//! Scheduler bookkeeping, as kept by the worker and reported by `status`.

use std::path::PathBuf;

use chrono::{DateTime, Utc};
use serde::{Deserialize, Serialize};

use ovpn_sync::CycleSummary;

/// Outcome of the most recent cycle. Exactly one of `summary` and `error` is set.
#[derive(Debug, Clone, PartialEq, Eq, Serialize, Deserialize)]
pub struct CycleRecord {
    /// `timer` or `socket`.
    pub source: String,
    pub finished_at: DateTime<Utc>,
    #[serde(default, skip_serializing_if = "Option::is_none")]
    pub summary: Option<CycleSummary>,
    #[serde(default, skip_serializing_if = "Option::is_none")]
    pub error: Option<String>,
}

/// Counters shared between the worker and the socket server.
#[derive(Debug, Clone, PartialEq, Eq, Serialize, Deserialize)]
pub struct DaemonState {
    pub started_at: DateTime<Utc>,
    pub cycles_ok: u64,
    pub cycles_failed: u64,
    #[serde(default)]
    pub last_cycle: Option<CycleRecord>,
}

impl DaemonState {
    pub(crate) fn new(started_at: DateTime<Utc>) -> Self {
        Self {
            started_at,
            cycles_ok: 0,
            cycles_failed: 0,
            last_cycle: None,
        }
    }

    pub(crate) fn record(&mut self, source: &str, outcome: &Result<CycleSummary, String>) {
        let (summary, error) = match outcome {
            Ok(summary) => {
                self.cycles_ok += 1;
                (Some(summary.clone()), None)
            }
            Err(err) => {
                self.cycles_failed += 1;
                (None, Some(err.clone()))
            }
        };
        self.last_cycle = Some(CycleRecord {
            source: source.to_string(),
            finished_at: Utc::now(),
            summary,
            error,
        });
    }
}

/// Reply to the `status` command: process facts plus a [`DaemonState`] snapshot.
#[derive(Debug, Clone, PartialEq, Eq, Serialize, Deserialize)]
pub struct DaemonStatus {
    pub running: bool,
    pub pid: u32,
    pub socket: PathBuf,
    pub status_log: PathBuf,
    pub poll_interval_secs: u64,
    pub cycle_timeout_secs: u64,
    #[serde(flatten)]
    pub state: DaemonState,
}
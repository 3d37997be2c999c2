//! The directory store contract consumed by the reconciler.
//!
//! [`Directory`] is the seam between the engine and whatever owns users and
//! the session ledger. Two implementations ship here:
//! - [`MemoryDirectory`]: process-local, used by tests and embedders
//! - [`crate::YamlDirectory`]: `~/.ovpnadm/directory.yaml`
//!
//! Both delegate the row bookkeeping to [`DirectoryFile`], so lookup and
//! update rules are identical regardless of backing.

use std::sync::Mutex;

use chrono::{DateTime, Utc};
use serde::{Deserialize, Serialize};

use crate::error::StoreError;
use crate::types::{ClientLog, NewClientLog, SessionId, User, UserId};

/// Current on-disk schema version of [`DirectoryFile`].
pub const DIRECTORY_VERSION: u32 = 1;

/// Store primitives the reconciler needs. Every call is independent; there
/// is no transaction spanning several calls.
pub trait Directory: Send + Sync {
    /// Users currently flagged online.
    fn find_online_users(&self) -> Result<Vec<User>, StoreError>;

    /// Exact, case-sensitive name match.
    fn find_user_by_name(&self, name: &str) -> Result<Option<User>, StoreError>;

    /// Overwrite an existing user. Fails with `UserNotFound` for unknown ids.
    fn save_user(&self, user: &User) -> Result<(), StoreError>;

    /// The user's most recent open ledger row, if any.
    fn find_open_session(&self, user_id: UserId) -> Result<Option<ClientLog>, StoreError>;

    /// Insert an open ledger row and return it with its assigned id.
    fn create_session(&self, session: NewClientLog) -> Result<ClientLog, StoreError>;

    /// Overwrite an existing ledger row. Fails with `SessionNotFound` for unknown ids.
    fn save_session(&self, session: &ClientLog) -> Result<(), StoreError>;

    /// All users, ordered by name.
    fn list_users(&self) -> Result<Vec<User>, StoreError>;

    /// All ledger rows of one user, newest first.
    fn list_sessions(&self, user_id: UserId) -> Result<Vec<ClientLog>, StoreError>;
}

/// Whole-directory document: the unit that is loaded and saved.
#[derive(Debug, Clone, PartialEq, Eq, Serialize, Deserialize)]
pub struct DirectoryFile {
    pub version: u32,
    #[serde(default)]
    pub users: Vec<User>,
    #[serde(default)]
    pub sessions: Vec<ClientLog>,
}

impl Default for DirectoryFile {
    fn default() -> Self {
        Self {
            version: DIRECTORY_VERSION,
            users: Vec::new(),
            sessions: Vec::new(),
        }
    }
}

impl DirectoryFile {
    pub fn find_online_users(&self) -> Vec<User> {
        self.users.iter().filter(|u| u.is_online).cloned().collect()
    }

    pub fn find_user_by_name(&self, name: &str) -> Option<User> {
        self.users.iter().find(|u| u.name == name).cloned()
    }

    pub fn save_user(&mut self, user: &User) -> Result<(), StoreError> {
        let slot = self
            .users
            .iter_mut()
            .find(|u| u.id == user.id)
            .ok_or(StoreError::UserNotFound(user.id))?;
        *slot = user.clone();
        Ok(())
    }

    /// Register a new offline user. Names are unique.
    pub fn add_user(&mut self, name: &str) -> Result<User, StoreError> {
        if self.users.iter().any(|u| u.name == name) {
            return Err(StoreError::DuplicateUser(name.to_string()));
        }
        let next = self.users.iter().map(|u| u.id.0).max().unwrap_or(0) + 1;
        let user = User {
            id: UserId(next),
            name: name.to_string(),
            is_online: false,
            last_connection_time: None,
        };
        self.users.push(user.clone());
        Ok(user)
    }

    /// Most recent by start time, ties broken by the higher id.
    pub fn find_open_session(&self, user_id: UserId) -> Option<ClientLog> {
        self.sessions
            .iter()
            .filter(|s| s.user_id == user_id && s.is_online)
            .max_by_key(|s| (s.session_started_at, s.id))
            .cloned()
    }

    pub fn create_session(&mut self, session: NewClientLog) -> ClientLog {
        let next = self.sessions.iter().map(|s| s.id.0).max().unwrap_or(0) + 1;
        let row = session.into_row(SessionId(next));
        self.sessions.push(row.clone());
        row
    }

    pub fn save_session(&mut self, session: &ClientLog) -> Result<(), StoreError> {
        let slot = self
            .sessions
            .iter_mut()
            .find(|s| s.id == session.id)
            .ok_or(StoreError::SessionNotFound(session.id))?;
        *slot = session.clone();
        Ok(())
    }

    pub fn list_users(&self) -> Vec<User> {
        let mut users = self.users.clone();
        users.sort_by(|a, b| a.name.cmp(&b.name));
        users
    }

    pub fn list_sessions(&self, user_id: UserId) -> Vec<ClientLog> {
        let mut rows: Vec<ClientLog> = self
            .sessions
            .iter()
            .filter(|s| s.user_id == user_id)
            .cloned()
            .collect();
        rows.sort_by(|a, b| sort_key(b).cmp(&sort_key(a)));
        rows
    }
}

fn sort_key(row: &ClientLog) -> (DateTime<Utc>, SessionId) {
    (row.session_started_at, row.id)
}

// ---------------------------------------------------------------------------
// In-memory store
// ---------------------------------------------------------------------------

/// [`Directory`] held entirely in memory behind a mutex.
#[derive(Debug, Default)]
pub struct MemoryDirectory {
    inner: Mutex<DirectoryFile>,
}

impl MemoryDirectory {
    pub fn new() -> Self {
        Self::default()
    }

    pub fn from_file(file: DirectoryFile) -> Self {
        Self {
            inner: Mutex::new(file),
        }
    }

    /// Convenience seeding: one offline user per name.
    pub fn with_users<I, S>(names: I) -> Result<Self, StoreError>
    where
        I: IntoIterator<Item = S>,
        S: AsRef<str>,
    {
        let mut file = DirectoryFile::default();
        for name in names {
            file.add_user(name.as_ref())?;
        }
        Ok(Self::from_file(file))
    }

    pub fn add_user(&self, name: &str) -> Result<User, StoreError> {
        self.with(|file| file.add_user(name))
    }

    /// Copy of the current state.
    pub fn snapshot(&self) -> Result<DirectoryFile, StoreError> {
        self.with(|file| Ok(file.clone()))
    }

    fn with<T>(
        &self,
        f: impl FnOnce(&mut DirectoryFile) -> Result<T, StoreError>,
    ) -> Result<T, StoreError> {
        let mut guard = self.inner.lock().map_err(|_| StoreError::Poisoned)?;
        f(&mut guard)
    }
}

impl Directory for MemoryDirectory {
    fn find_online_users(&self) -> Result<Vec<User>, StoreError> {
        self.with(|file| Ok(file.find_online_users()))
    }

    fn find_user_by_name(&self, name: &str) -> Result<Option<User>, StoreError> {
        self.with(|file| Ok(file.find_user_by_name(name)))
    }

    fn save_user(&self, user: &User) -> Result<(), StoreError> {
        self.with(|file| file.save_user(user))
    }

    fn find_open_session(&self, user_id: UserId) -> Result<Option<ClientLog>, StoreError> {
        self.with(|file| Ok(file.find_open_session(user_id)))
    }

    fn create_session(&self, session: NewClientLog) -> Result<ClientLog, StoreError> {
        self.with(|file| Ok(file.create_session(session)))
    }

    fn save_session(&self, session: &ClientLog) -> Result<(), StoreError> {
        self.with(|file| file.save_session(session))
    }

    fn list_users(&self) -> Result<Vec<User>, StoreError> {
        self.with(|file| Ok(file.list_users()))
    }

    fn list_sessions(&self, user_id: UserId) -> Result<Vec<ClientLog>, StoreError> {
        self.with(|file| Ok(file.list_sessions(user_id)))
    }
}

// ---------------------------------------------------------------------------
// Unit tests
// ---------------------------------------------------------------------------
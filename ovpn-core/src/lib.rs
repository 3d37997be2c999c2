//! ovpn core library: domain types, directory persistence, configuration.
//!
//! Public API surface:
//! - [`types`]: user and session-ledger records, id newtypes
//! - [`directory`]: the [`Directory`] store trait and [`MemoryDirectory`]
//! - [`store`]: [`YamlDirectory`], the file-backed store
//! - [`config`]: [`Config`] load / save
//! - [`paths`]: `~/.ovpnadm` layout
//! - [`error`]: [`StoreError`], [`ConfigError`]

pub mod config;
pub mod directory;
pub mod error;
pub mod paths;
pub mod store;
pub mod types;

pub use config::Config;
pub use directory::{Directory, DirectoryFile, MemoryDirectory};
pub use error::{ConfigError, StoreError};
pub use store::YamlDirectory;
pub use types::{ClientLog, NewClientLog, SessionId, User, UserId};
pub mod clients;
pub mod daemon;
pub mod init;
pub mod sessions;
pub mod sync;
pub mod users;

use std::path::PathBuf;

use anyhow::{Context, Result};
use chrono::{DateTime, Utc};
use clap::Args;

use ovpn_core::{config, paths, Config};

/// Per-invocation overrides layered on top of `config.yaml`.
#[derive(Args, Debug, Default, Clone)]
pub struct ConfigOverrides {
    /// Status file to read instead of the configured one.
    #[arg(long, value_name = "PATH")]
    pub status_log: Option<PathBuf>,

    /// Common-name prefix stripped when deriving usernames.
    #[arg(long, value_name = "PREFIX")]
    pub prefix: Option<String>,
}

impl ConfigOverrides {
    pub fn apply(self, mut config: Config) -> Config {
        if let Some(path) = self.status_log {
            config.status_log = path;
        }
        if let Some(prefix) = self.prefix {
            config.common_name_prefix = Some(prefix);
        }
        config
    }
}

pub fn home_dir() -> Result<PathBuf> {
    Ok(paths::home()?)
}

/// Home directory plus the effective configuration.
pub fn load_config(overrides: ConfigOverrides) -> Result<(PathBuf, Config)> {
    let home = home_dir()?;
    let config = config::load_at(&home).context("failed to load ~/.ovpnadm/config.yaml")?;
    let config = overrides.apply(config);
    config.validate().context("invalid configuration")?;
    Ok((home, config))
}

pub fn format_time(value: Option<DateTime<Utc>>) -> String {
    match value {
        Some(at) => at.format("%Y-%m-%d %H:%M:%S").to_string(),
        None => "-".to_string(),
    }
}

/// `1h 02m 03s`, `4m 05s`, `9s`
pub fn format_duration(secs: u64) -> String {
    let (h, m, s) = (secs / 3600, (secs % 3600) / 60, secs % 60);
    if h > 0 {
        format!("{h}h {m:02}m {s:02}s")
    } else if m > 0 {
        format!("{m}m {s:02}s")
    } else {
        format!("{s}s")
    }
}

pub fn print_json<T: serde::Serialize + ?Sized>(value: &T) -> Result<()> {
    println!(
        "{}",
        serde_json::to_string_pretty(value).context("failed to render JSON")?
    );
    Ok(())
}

☆ ☆ ☆

What the exercise asks: Every line of the records containing the word "types" must appear in the answer.

The answer:
use crate::types::{ClientLog, NewClientLog, SessionId, User, UserId};
//! ovpn core library: domain types, directory persistence, configuration.
//! - [`types`]: user and session-ledger records, id newtypes
pub mod types;
pub use types::{ClientLog, NewClientLog, SessionId, User, UserId};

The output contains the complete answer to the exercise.